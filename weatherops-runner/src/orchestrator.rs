//! Primary/fallback pipeline orchestration.
//!
//! ```text
//! Idle → RunningPrimary ─ok──────────────────────→ Success
//!              │
//!              └─err→ RunningFallback ─ok─────────→ Success
//!                              └─err─────────────→ Failed
//! ```
//!
//! After a path completes, the cleaned table and the model artifact must
//! exist on disk. A run that raised no error but left either missing is
//! `Partial`: existence of the outputs is the success criterion. The
//! orchestrator never touches the observation store, so a failed run cannot
//! lose ingested data.

use std::path::PathBuf;
use std::sync::Arc;

use serde::{Deserialize, Serialize};
use tracing::{info, warn};

use weatherops_core::model::{missing_artifacts, Metrics};

use crate::config::WeatherOpsConfig;
use crate::observer::{PipelineEvent, PipelineObserver};
use crate::strategy::{DeclarativeStrategy, InProcessStrategy, PipelineStrategy, StrategyError};

#[derive(Debug, Clone, Copy, PartialEq, Eq, Serialize, Deserialize)]
pub enum PipelineState {
    Idle,
    RunningPrimary,
    RunningFallback,
    Success,
    Failed,
}

#[derive(Debug, Clone, Copy, PartialEq, Eq, Serialize, Deserialize)]
#[serde(rename_all = "SCREAMING_SNAKE_CASE")]
pub enum PipelineStatus {
    Success,
    Partial,
    Failed,
}

#[derive(Debug, Clone, Copy, PartialEq, Eq, Serialize, Deserialize)]
#[serde(rename_all = "SCREAMING_SNAKE_CASE")]
pub enum PipelineVia {
    Primary,
    Fallback,
}

#[derive(Debug, Clone, Serialize)]
pub struct PipelineResult {
    pub status: PipelineStatus,
    pub via: PipelineVia,
    pub detail: String,
    /// Expected artifacts absent after the run.
    pub missing: Vec<PathBuf>,
    /// Why the primary strategy did not complete, when it did not.
    pub primary_error: Option<String>,
    pub metrics: Option<Metrics>,
    /// States visited, in order.
    pub states: Vec<PipelineState>,
}

impl PipelineResult {
    pub fn is_success(&self) -> bool {
        self.status == PipelineStatus::Success
    }
}

pub struct PipelineOrchestrator {
    primary: Box<dyn PipelineStrategy>,
    fallback: Box<dyn PipelineStrategy>,
    expected: Vec<PathBuf>,
    observer: Arc<dyn PipelineObserver>,
}

impl PipelineOrchestrator {
    /// `expected` lists the artifacts a completed run must leave on disk.
    pub fn new(
        primary: Box<dyn PipelineStrategy>,
        fallback: Box<dyn PipelineStrategy>,
        expected: Vec<PathBuf>,
        observer: Arc<dyn PipelineObserver>,
    ) -> Self {
        Self {
            primary,
            fallback,
            expected,
            observer,
        }
    }

    /// Declarative runner first, in-process pipeline as fallback; expects the
    /// cleaned table and the model artifact.
    pub fn from_config(config: &WeatherOpsConfig, observer: Arc<dyn PipelineObserver>) -> Self {
        Self::new(
            Box::new(DeclarativeStrategy::new(config.pipeline.clone())),
            Box::new(InProcessStrategy::new(config.clone())),
            vec![config.paths.cleaned_table.clone(), config.paths.model.clone()],
            observer,
        )
    }

    fn missing(&self) -> Vec<PathBuf> {
        let expected: Vec<&std::path::Path> = self.expected.iter().map(PathBuf::as_path).collect();
        missing_artifacts(&expected)
    }

    /// Run the pipeline.
    ///
    /// With `raw_updated == false` and every artifact already present, nothing
    /// runs and the result is `Success` via `Primary`.
    pub fn run(&self, raw_updated: bool) -> PipelineResult {
        let mut states = vec![PipelineState::Idle];

        if !raw_updated && self.missing().is_empty() {
            states.push(PipelineState::Success);
            return self.finish(PipelineResult {
                status: PipelineStatus::Success,
                via: PipelineVia::Primary,
                detail: "no new observations; artifacts up to date".into(),
                missing: Vec::new(),
                primary_error: None,
                metrics: None,
                states,
            });
        }

        states.push(PipelineState::RunningPrimary);
        info!(strategy = self.primary.name(), "running pipeline");
        let (outcome, via, primary_error) = match self.primary.run(self.observer.as_ref()) {
            Ok(outcome) => (Ok(outcome), PipelineVia::Primary, None),
            Err(err) => {
                self.report_failure(self.primary.as_ref(), &err);
                states.push(PipelineState::RunningFallback);
                info!(strategy = self.fallback.name(), "falling back");
                let attempt = self.fallback.run(self.observer.as_ref());
                (attempt, PipelineVia::Fallback, Some(err.to_string()))
            }
        };

        let missing = self.missing();
        let result = match outcome {
            Err(err) => {
                self.report_failure(self.fallback.as_ref(), &err);
                states.push(PipelineState::Failed);
                PipelineResult {
                    status: PipelineStatus::Failed,
                    via,
                    detail: err.to_string(),
                    missing,
                    primary_error,
                    metrics: None,
                    states,
                }
            }
            Ok(outcome) => {
                states.push(PipelineState::Success);
                let (status, detail) = if missing.is_empty() {
                    (PipelineStatus::Success, outcome.detail)
                } else {
                    let names: Vec<String> = missing.iter().map(|p| p.display().to_string()).collect();
                    (
                        PipelineStatus::Partial,
                        format!("pipeline completed but some files are missing: {}", names.join(", ")),
                    )
                };
                PipelineResult {
                    status,
                    via,
                    detail,
                    missing,
                    primary_error,
                    metrics: outcome.metrics,
                    states,
                }
            }
        };
        self.finish(result)
    }

    fn report_failure(&self, strategy: &dyn PipelineStrategy, err: &StrategyError) {
        warn!(strategy = strategy.name(), error = %err, "pipeline strategy did not complete");
        self.observer.on_event(&PipelineEvent::StrategyFailed {
            strategy: strategy.name().to_string(),
            reason: err.to_string(),
        });
    }

    fn finish(&self, result: PipelineResult) -> PipelineResult {
        self.observer.on_event(&PipelineEvent::PipelineFinished {
            status: result.status,
            via: result.via,
        });
        result
    }
}

#[cfg(test)]
mod tests {
    use super::*;
    use crate::observer::InMemoryObserver;
    use crate::strategy::StrategyOutcome;
    use std::fs;
    use std::path::Path;

    /// Writes the given files, or fails with the given error.
    struct FakeStrategy {
        name: &'static str,
        writes: Vec<PathBuf>,
        error: Option<fn() -> StrategyError>,
    }

    impl PipelineStrategy for FakeStrategy {
        fn name(&self) -> &str {
            self.name
        }

        fn run(&self, _observer: &dyn PipelineObserver) -> Result<StrategyOutcome, StrategyError> {
            if let Some(make) = self.error {
                return Err(make());
            }
            for path in &self.writes {
                fs::write(path, "ok").unwrap();
            }
            Ok(StrategyOutcome {
                detail: format!("{} done", self.name),
                metrics: None,
            })
        }
    }

    fn unavailable() -> StrategyError {
        StrategyError::Unavailable {
            strategy: "fake".into(),
            reason: "not installed".into(),
        }
    }

    fn failed() -> StrategyError {
        StrategyError::Failed {
            strategy: "fake".into(),
            reason: "boom".into(),
        }
    }

    fn artifacts(dir: &Path) -> Vec<PathBuf> {
        vec![dir.join("cleaned.csv"), dir.join("model.json")]
    }

    fn orchestrator(
        primary: FakeStrategy,
        fallback: FakeStrategy,
        dir: &Path,
    ) -> (PipelineOrchestrator, Arc<InMemoryObserver>) {
        let observer = Arc::new(InMemoryObserver::new());
        let orch = PipelineOrchestrator::new(
            Box::new(primary),
            Box::new(fallback),
            artifacts(dir),
            observer.clone(),
        );
        (orch, observer)
    }

    #[test]
    fn primary_success_with_artifacts() {
        let dir = tempfile::tempdir().unwrap();
        let (orch, _) = orchestrator(
            FakeStrategy { name: "primary", writes: artifacts(dir.path()), error: None },
            FakeStrategy { name: "fallback", writes: vec![], error: Some(failed) },
            dir.path(),
        );
        let result = orch.run(true);
        assert_eq!(result.status, PipelineStatus::Success);
        assert_eq!(result.via, PipelineVia::Primary);
        assert_eq!(
            result.states,
            vec![PipelineState::Idle, PipelineState::RunningPrimary, PipelineState::Success]
        );
    }

    #[test]
    fn unavailable_primary_falls_back() {
        let dir = tempfile::tempdir().unwrap();
        let (orch, observer) = orchestrator(
            FakeStrategy { name: "primary", writes: vec![], error: Some(unavailable) },
            FakeStrategy { name: "fallback", writes: artifacts(dir.path()), error: None },
            dir.path(),
        );
        let result = orch.run(true);
        assert_eq!(result.status, PipelineStatus::Success);
        assert_eq!(result.via, PipelineVia::Fallback);
        assert!(result.primary_error.unwrap().contains("not installed"));
        assert_eq!(
            result.states,
            vec![
                PipelineState::Idle,
                PipelineState::RunningPrimary,
                PipelineState::RunningFallback,
                PipelineState::Success
            ]
        );
        assert_eq!(observer.snapshot().strategy_failures, 1);
    }

    #[test]
    fn both_failing_is_failed() {
        let dir = tempfile::tempdir().unwrap();
        let (orch, observer) = orchestrator(
            FakeStrategy { name: "primary", writes: vec![], error: Some(failed) },
            FakeStrategy { name: "fallback", writes: vec![], error: Some(failed) },
            dir.path(),
        );
        let result = orch.run(true);
        assert_eq!(result.status, PipelineStatus::Failed);
        assert_eq!(result.via, PipelineVia::Fallback);
        assert_eq!(result.states.last(), Some(&PipelineState::Failed));
        assert_eq!(result.missing.len(), 2);
        assert_eq!(observer.snapshot().pipeline_failures, 1);
    }

    #[test]
    fn missing_artifact_without_error_is_partial() {
        let dir = tempfile::tempdir().unwrap();
        let only_cleaned = vec![dir.path().join("cleaned.csv")];
        let (orch, _) = orchestrator(
            FakeStrategy { name: "primary", writes: only_cleaned, error: None },
            FakeStrategy { name: "fallback", writes: vec![], error: Some(failed) },
            dir.path(),
        );
        let result = orch.run(true);
        assert_eq!(result.status, PipelineStatus::Partial);
        assert_eq!(result.via, PipelineVia::Primary);
        assert_eq!(result.missing, vec![dir.path().join("model.json")]);
        assert!(result.detail.contains("model.json"));
    }

    #[test]
    fn not_updated_with_artifacts_skips_run() {
        let dir = tempfile::tempdir().unwrap();
        for path in artifacts(dir.path()) {
            fs::write(path, "old").unwrap();
        }
        let (orch, _) = orchestrator(
            FakeStrategy { name: "primary", writes: vec![], error: Some(failed) },
            FakeStrategy { name: "fallback", writes: vec![], error: Some(failed) },
            dir.path(),
        );
        let result = orch.run(false);
        assert_eq!(result.status, PipelineStatus::Success);
        assert_eq!(result.states, vec![PipelineState::Idle, PipelineState::Success]);
    }

    #[test]
    fn not_updated_but_missing_artifacts_still_runs() {
        let dir = tempfile::tempdir().unwrap();
        let (orch, _) = orchestrator(
            FakeStrategy { name: "primary", writes: artifacts(dir.path()), error: None },
            FakeStrategy { name: "fallback", writes: vec![], error: Some(failed) },
            dir.path(),
        );
        let result = orch.run(false);
        assert_eq!(result.status, PipelineStatus::Success);
        assert!(result.states.contains(&PipelineState::RunningPrimary));
    }
}
//! Model fitting and evaluation over a feature matrix.
//!
//! Rows are split by position: the first `1 - test_fraction` of the matrix
//! trains, the remainder tests. Time order is preserved and nothing is ever
//! shuffled, so no future row leaks into the training set.

use chrono::{NaiveDateTime, Utc};
use polars::prelude::PolarsError;
use serde::{Deserialize, Serialize};
use thiserror::Error;

use super::regressor::{ModelKind, Predictor, Regressor};
use crate::data::SchemaError;
use crate::features::{lag_column_name, FeatureError, FeatureMatrix, LagSpec};
use crate::fingerprint::{dataset_hash, feature_config_hash, DatasetHash, FeatureConfigHash};
use crate::validate::validate;

/// Current on-disk model artifact version.
pub const MODEL_FORMAT_VERSION: u32 = 1;

/// Smallest number of rows allowed in either split.
pub const MIN_SPLIT_ROWS: usize = 2;

#[derive(Debug, Error)]
pub enum TrainingError {
    #[error("feature matrix has {rows} rows ({train} train / {test} test); each split needs at least 2")]
    InsufficientRows { rows: usize, train: usize, test: usize },

    #[error("test fraction must be strictly between 0 and 1, got {0}")]
    InvalidSplit(f64),

    #[error("target column '{0}' is not in the feature matrix")]
    MissingTarget(String),

    #[error("predictor requires feature '{0}'")]
    MissingFeature(String),

    #[error("no feature columns to fit on")]
    NoFeatures,

    #[error("expected {expected} values, got {got}")]
    DimensionMismatch { expected: usize, got: usize },

    #[error("invalid model parameter: {0}")]
    InvalidParameter(String),

    #[error("normal equations are singular")]
    Singular,

    #[error("predictor has not been fitted")]
    NotFitted,

    #[error(transparent)]
    Schema(#[from] SchemaError),

    #[error(transparent)]
    Feature(#[from] FeatureError),

    #[error(transparent)]
    Frame(#[from] PolarsError),
}

#[derive(Debug, Clone, PartialEq, Serialize, Deserialize)]
pub struct TrainerConfig {
    pub target: String,
    pub test_fraction: f64,
    pub model: ModelKind,
}

impl Default for TrainerConfig {
    fn default() -> Self {
        Self {
            target: crate::domain::AVG_TEMP.to_string(),
            test_fraction: 0.2,
            model: ModelKind::default(),
        }
    }
}

/// Evaluation over the held-out split. Errors are rounded to two decimals.
#[derive(Debug, Clone, PartialEq, Serialize, Deserialize)]
pub struct Metrics {
    pub mae: f64,
    pub rmse: f64,
    pub feature_count: usize,
    pub training_sample_count: usize,
    pub test_sample_count: usize,
    pub model: String,
    pub trained_at: NaiveDateTime,
}

/// A fitted predictor bound to the exact ordered feature list it was fit on.
#[derive(Debug, Clone, Serialize, Deserialize)]
pub struct TrainedModel {
    pub format_version: u32,
    pub predictor: Predictor,
    pub feature_names: Vec<String>,
    pub target: String,
    pub base_features: Vec<String>,
    pub lags: usize,
    pub feature_config_hash: FeatureConfigHash,
    pub dataset_hash: DatasetHash,
    pub trained_at: NaiveDateTime,
    pub metrics: Metrics,
}

impl TrainedModel {
    /// The lag configuration features must be rebuilt with at inference.
    pub fn lag_spec(&self) -> LagSpec {
        LagSpec::new(self.base_features.clone(), self.lags)
    }

    /// Predict from a row already in `feature_names` order.
    pub fn predict(&self, row: &[f64]) -> Result<f64, TrainingError> {
        if row.len() != self.feature_names.len() {
            return Err(TrainingError::DimensionMismatch {
                expected: self.feature_names.len(),
                got: row.len(),
            });
        }
        self.predictor.predict(row)
    }

    /// True when this model was built with the given lag configuration.
    pub fn matches_config(&self, spec: &LagSpec, target: &str) -> bool {
        self.feature_config_hash == feature_config_hash(spec, target)
    }
}

pub struct Trainer {
    config: TrainerConfig,
}

impl Trainer {
    pub fn new(config: TrainerConfig) -> Self {
        Self { config }
    }

    pub fn config(&self) -> &TrainerConfig {
        &self.config
    }

    /// Fit on the leading rows of `matrix` and evaluate on the trailing rows.
    pub fn fit(&self, matrix: &FeatureMatrix) -> Result<(TrainedModel, Metrics), TrainingError> {
        let fraction = self.config.test_fraction;
        if !(fraction > 0.0 && fraction < 1.0) {
            return Err(TrainingError::InvalidSplit(fraction));
        }
        let target = self.config.target.as_str();
        let columns = matrix.columns();
        if !columns.iter().any(|c| c == target) {
            return Err(TrainingError::MissingTarget(target.to_string()));
        }

        let (train, test) = split_sizes(matrix.height(), fraction);
        if train < MIN_SPLIT_ROWS || test < MIN_SPLIT_ROWS {
            return Err(TrainingError::InsufficientRows {
                rows: matrix.height(),
                train,
                test,
            });
        }

        // Recursive forecasting feeds each prediction back through the target's lags.
        let target_lags: Vec<String> = (1..=matrix.spec().lags)
            .map(|k| lag_column_name(target, k))
            .collect();
        validate(&target_lags, &columns)?;
        validate(&matrix.spec().lag_columns(), &columns)?;

        let feature_names = matrix.feature_columns(target);
        if feature_names.is_empty() {
            return Err(TrainingError::NoFeatures);
        }
        let x = matrix.design(&feature_names)?;
        let y = matrix.column_values(target)?;

        let mut predictor = self.config.model.build(target);
        predictor.fit(&feature_names, &x[..train], &y[..train])?;

        let mut abs_sum = 0.0;
        let mut sq_sum = 0.0;
        for (row, actual) in x[train..].iter().zip(&y[train..]) {
            let err = predictor.predict(row)? - actual;
            abs_sum += err.abs();
            sq_sum += err * err;
        }
        let trained_at = Utc::now().naive_utc();
        let metrics = Metrics {
            mae: round2(abs_sum / test as f64),
            rmse: round2((sq_sum / test as f64).sqrt()),
            feature_count: feature_names.len(),
            training_sample_count: train,
            test_sample_count: test,
            model: predictor.name().to_string(),
            trained_at,
        };

        let spec = matrix.spec().clone();
        let model = TrainedModel {
            format_version: MODEL_FORMAT_VERSION,
            predictor,
            feature_names,
            target: target.to_string(),
            feature_config_hash: feature_config_hash(&spec, target),
            dataset_hash: dataset_hash(matrix.frame()),
            base_features: spec.base_features,
            lags: spec.lags,
            trained_at,
            metrics: metrics.clone(),
        };
        Ok((model, metrics))
    }
}

/// `(train, test)` row counts; the test split is `ceil(fraction * rows)`.
pub fn split_sizes(rows: usize, test_fraction: f64) -> (usize, usize) {
    let test = ((rows as f64) * test_fraction).ceil() as usize;
    let test = test.min(rows);
    (rows - test, test)
}

fn round2(value: f64) -> f64 {
    (value * 100.0).round() / 100.0
}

■ Problem description ■
Go through the listing above and write out exactly the lines starting with the one holding "pub fn predict(&self, row: &[f64])" and running through the one holding "validate(&target_lags, &columns)?;", ends included, and no others.

■ The completed task ■
    pub fn predict(&self, row: &[f64]) -> Result<f64, TrainingError> {
        if row.len() != self.feature_names.len() {
            return Err(TrainingError::DimensionMismatch {
                expected: self.feature_names.len(),
                got: row.len(),
            });
        }
        self.predictor.predict(row)
    }

    /// True when this model was built with the given lag configuration.
    pub fn matches_config(&self, spec: &LagSpec, target: &str) -> bool {
        self.feature_config_hash == feature_config_hash(spec, target)
    }
}

pub struct Trainer {
    config: TrainerConfig,
}

impl Trainer {
    pub fn new(config: TrainerConfig) -> Self {
        Self { config }
    }

    pub fn config(&self) -> &TrainerConfig {
        &self.config
    }

    /// Fit on the leading rows of `matrix` and evaluate on the trailing rows.
    pub fn fit(&self, matrix: &FeatureMatrix) -> Result<(TrainedModel, Metrics), TrainingError> {
        let fraction = self.config.test_fraction;
        if !(fraction > 0.0 && fraction < 1.0) {
            return Err(TrainingError::InvalidSplit(fraction));
        }
        let target = self.config.target.as_str();
        let columns = matrix.columns();
        if !columns.iter().any(|c| c == target) {
            return Err(TrainingError::MissingTarget(target.to_string()));
        }

        let (train, test) = split_sizes(matrix.height(), fraction);
        if train < MIN_SPLIT_ROWS || test < MIN_SPLIT_ROWS {
            return Err(TrainingError::InsufficientRows {
                rows: matrix.height(),
                train,
                test,
            });
        }

        // Recursive forecasting feeds each prediction back through the target's lags.
        let target_lags: Vec<String> = (1..=matrix.spec().lags)
            .map(|k| lag_column_name(target, k))
            .collect();
        validate(&target_lags, &columns)?;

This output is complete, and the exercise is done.